The risk profile, derived from past market volatility, reflects the level of risk the portfolio is exposed to. This assessment helps align your investments with your financial goals and comfort with market fluctuations.
The diversification assessment evaluates the spread of investments across asset classes, regions, and sectors. This ensures a balanced mix, reducing risk and maximizing returns by not concentrating in any single area.
The portfolio is a concentrated all‑equity mix, combining broad index ETFs with a few sizable single‑stock bets. Around half sits in diversified funds tracking large developed markets, while the rest is in individual names across consumer, tech, and financial businesses. Being 100% in stocks means the ride can be bumpy, but long‑term growth potential is higher than in portfolios that also hold bonds or cash.
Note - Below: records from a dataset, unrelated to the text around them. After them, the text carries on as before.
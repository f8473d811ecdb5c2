//! # Blueprint Build Command
//!
//! File: cli/src/commands/build.rs
//!
//! ## Overview
//!
//! This module implements `blueprint build`, which runs the configured
//! blueprint through the host lifecycle and writes the result into the build
//! directory:
//!
//! 1. Construct a [`Host`] from `[host]` and a base [`Blueprint`] from `[blueprint]`.
//! 2. `Builder::register` runs `init` (static files are resolved right away).
//! 3. `Builder::build` fires the prepared hook (autodiscovery and the
//!    remaining types), renders templates and writes emitted assets.
//! 4. The final path mapping is printed, one `key -> path` line per file.
//!
//! With `--serve <PORT>` the registered static-file middleware is served on
//! `127.0.0.1:<PORT>` until Ctrl+C.
//!
//! ## Examples
//!
//! ```bash
//! blueprint build
//! blueprint build --dir ./blueprints/example --id docs
//! blueprint -v build --serve 8000
//! ```
//!
use crate::blueprint::guard::GuardRegistry;
use crate::blueprint::options::BlueprintOptions;
use crate::blueprint::paths::PathMapping;
use crate::blueprint::{Blueprint, BlueprintKind};
use crate::core::config::Config;
use crate::core::error::{BlueprintError, Result};
use crate::host::{BuildReport, Builder, Host, HostOptions};
use anyhow::{anyhow, Context};
use clap::Parser;
use std::net::SocketAddr;
use std::path::PathBuf;
use tokio::net::TcpListener;
use tracing::{info, warn};

/// # Build Arguments (`BuildArgs`)
#[derive(Parser, Debug)]
pub struct BuildArgs {
    /// Blueprint directory. Overrides `[blueprint].dir`.
    #[arg(long)]
    dir: Option<PathBuf>,

    /// Blueprint id. Overrides `[blueprint].id`.
    #[arg(long)]
    id: Option<String>,

    /// Serve the registered static files on this port after building.
    #[arg(long, value_name = "PORT")]
    serve: Option<u16>,
}

/// # Handle Build Command (`handle_build`)
pub async fn handle_build(args: BuildArgs, config: &Config) -> Result<()> {
    let mut options = BlueprintOptions::from_config(&config.blueprint)?;
    if let Some(dir) = args.dir {
        options.dir = Some(dir);
    }
    if let Some(id) = args.id {
        options.id = Some(id);
    }
    if options.dir.is_none() {
        return Err(anyhow!(BlueprintError::UserInput(
            "No blueprint directory given and none configured in [blueprint].dir".to_string()
        )));
    }

    let host = Host::new(HostOptions::from_config(&config.host));
    let blueprint = Blueprint::new(BlueprintKind::BASE, options, GuardRegistry::process())?;
    info!(
        "Building blueprint '{}' into {}",
        blueprint.id(),
        host.build_dir().display()
    );

    let mut builder = Builder::new(host);
    builder.register(blueprint, None).await?;
    let report = builder.build().await?;
    print!("{}", render_report(&report));

    if let Some(port) = args.serve {
        serve(builder.host(), port).await?;
    }
    Ok(())
}

fn render_mapping(id: &str, mapping: &PathMapping) -> String {
    let mut out = format!("[{}]\n", id);
    if mapping.is_empty() {
        out.push_str("  (no files)\n");
    }
    for (key, path) in mapping {
        out.push_str(&format!("  {} -> {}\n", key, path));
    }
    out
}

fn render_report(report: &BuildReport) -> String {
    let mut out = String::new();
    for (id, mapping) in &report.mappings {
        out.push_str(&render_mapping(id, mapping));
    }
    out.push_str(&format!(
        "\nRendered {} template(s), emitted {} asset(s).\n",
        report.templates.len(),
        report.assets.len()
    ));
    out
}

async fn serve(host: &Host, port: u16) -> Result<()> {
    if host.server_middleware.is_empty() {
        warn!("No static-file middleware registered, nothing to serve");
        return Ok(());
    }

    let addr = SocketAddr::from(([127, 0, 0, 1], port));
    let listener = TcpListener::bind(addr)
        .await
        .with_context(|| format!("Failed to bind TCP listener to address {}", addr))?;
    println!("Serving static files on http://{}/ (Ctrl+C to stop)", addr);

    axum::serve(listener, host.router().into_make_service())
        .with_graceful_shutdown(shutdown_signal())
        .await
        .context("HTTP server failed")
}

async fn shutdown_signal() {
    if let Err(e) = tokio::signal::ctrl_c().await {
        warn!("Failed to listen for Ctrl+C: {}", e);
    }
    info!("Shutdown signal received");
}
//! # Blueprint Kit Directory Walker
//!
//! File: cli/src/common/fs/walk.rs
//!
//! ## Overview
//!
//! Recursively lists the files below a root directory. Used by blueprint
//! discovery, which then groups the results by their top-level directory.
//!
//! ## Architecture
//!
//! - Traversal uses `walkdir`. Only files are returned; directories are
//!   traversed but never listed.
//! - `validate` is a [`PathMatcher`] tested against each walked path. Entries
//!   that fail are left out of the result, but the walk still descends into
//!   failing directories: validation filters results, it does not prune.
//! - `slice_root` controls the shape of the returned paths (see [`SliceRoot`]).
//! - The result is fully collected. Order follows `walkdir` and should not be
//!   relied upon across platforms.
//!
//! I/O errors (unreadable directories, vanished entries) abort the walk and
//! propagate with context.
//!
use crate::core::error::Result;
use anyhow::Context;
use regex::Regex;
use std::fmt;
use std::path::{Path, PathBuf};
use std::sync::Arc;
use tracing::trace;
use walkdir::WalkDir;

/// Predicate used by [`PathMatcher::Predicate`].
pub type PathPredicate = Arc<dyn Fn(&Path) -> bool + Send + Sync>;

/// Validation applied to each walked path.
#[derive(Clone)]
pub enum PathMatcher {
    /// The path (as a string) contains this substring.
    Contains(String),
    /// The regex matches somewhere in the path string.
    Pattern(Regex),
    /// Custom predicate over the path.
    Predicate(PathPredicate),
}

impl PathMatcher {
    pub fn matches(&self, path: &Path) -> bool {
        match self {
            PathMatcher::Contains(needle) => path.to_string_lossy().contains(needle.as_str()),
            PathMatcher::Pattern(re) => re.is_match(&path.to_string_lossy()),
            PathMatcher::Predicate(f) => f(path),
        }
    }
}

impl fmt::Debug for PathMatcher {
    fn fmt(&self, f: &mut fmt::Formatter<'_>) -> fmt::Result {
        match self {
            PathMatcher::Contains(s) => f.debug_tuple("Contains").field(s).finish(),
            PathMatcher::Pattern(re) => f.debug_tuple("Pattern").field(&re.as_str()).finish(),
            PathMatcher::Predicate(_) => f.write_str("Predicate(..)"),
        }
    }
}

/// How walked paths are shaped in the result.
#[derive(Debug, Clone, Default, PartialEq, Eq)]
pub enum SliceRoot {
    /// Strip the root directory (and the following separator).
    #[default]
    Root,
    /// Return paths as walked (root included).
    Keep,
    /// Strip this literal string prefix instead of the root.
    Prefix(String),
}

/// Options for [`walk`].
#[derive(Debug, Clone, Default)]
pub struct WalkOptions {
    pub validate: Option<PathMatcher>,
    pub slice_root: SliceRoot,
}

/// Lists every file below `root`, recursively.
///
/// The caller must make sure `root` exists; a missing root is an I/O error.
pub fn walk(root: &Path, options: &WalkOptions) -> Result<Vec<PathBuf>> {
    let mut files = Vec::new();

    for entry in WalkDir::new(root).min_depth(1) {
        let entry =
            entry.with_context(|| format!("Failed to walk directory '{}'", root.display()))?;
        let path = entry.path();

        if !path.is_file() {
            continue;
        }

        if let Some(validate) = &options.validate {
            if !validate.matches(path) {
                trace!("Skipping '{}': validation failed", path.display());
                continue;
            }
        }

        files.push(slice_path(root, path, &options.slice_root));
    }

    Ok(files)
}

fn slice_path(root: &Path, path: &Path, slice_root: &SliceRoot) -> PathBuf {
    match slice_root {
        SliceRoot::Root => path
            .strip_prefix(root)
            .map(Path::to_path_buf)
            .unwrap_or_else(|_| path.to_path_buf()),
        SliceRoot::Keep => path.to_path_buf(),
        SliceRoot::Prefix(prefix) => {
            let full = path.to_string_lossy();
            match full.strip_prefix(prefix.as_str()) {
                Some(rest) => PathBuf::from(rest),
                None => path.to_path_buf(),
            }
        }
    }
}
//! # Blueprint Kit Common Utilities (`common`)
//!
//! File: cli/src/common/mod.rs
//!
//! ## Overview
//!
//! Shared, domain-agnostic utilities used by the blueprint engine and the
//! command handlers. Keeping them under `common::` separates the filesystem
//! and terminal plumbing from blueprint semantics (`blueprint::`) and from
//! the core infrastructure (`core::`).
//!
//! ## Architecture
//!
//! - **`fs`**: the filesystem capability (walk, exists, read, copy, write).
//! - **`ui`**: terminal prompts.
//!

/// Filesystem operations (walking, I/O, copying).
pub mod fs;
/// Terminal user interface helpers (prompts).
pub mod ui;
This structure suits someone chasing capital growth over decades rather than short‑term stability. A practical takeaway is that with this level of equity exposure, keeping a separate emergency cash buffer outside the portfolio is important so investments aren’t sold in a downturn.
Over the period shown, $1,000 grew to about $1,328, giving a Compound Annual Growth Rate (CAGR) of 6.84%. CAGR is like your average speed on a road trip, smoothing out all the ups and downs. The portfolio lagged both the US market (9.85% CAGR) and global market (8.85% CAGR), mainly while also experiencing a slightly deeper max drawdown of about –31% versus –25% to –26% for the benchmarks. It also took 20 months to fully recover. This history shows that concentrated growth tilts can underperform for multi‑year stretches. Past returns aren’t destiny, but they do highlight the need for patience and realistic expectations.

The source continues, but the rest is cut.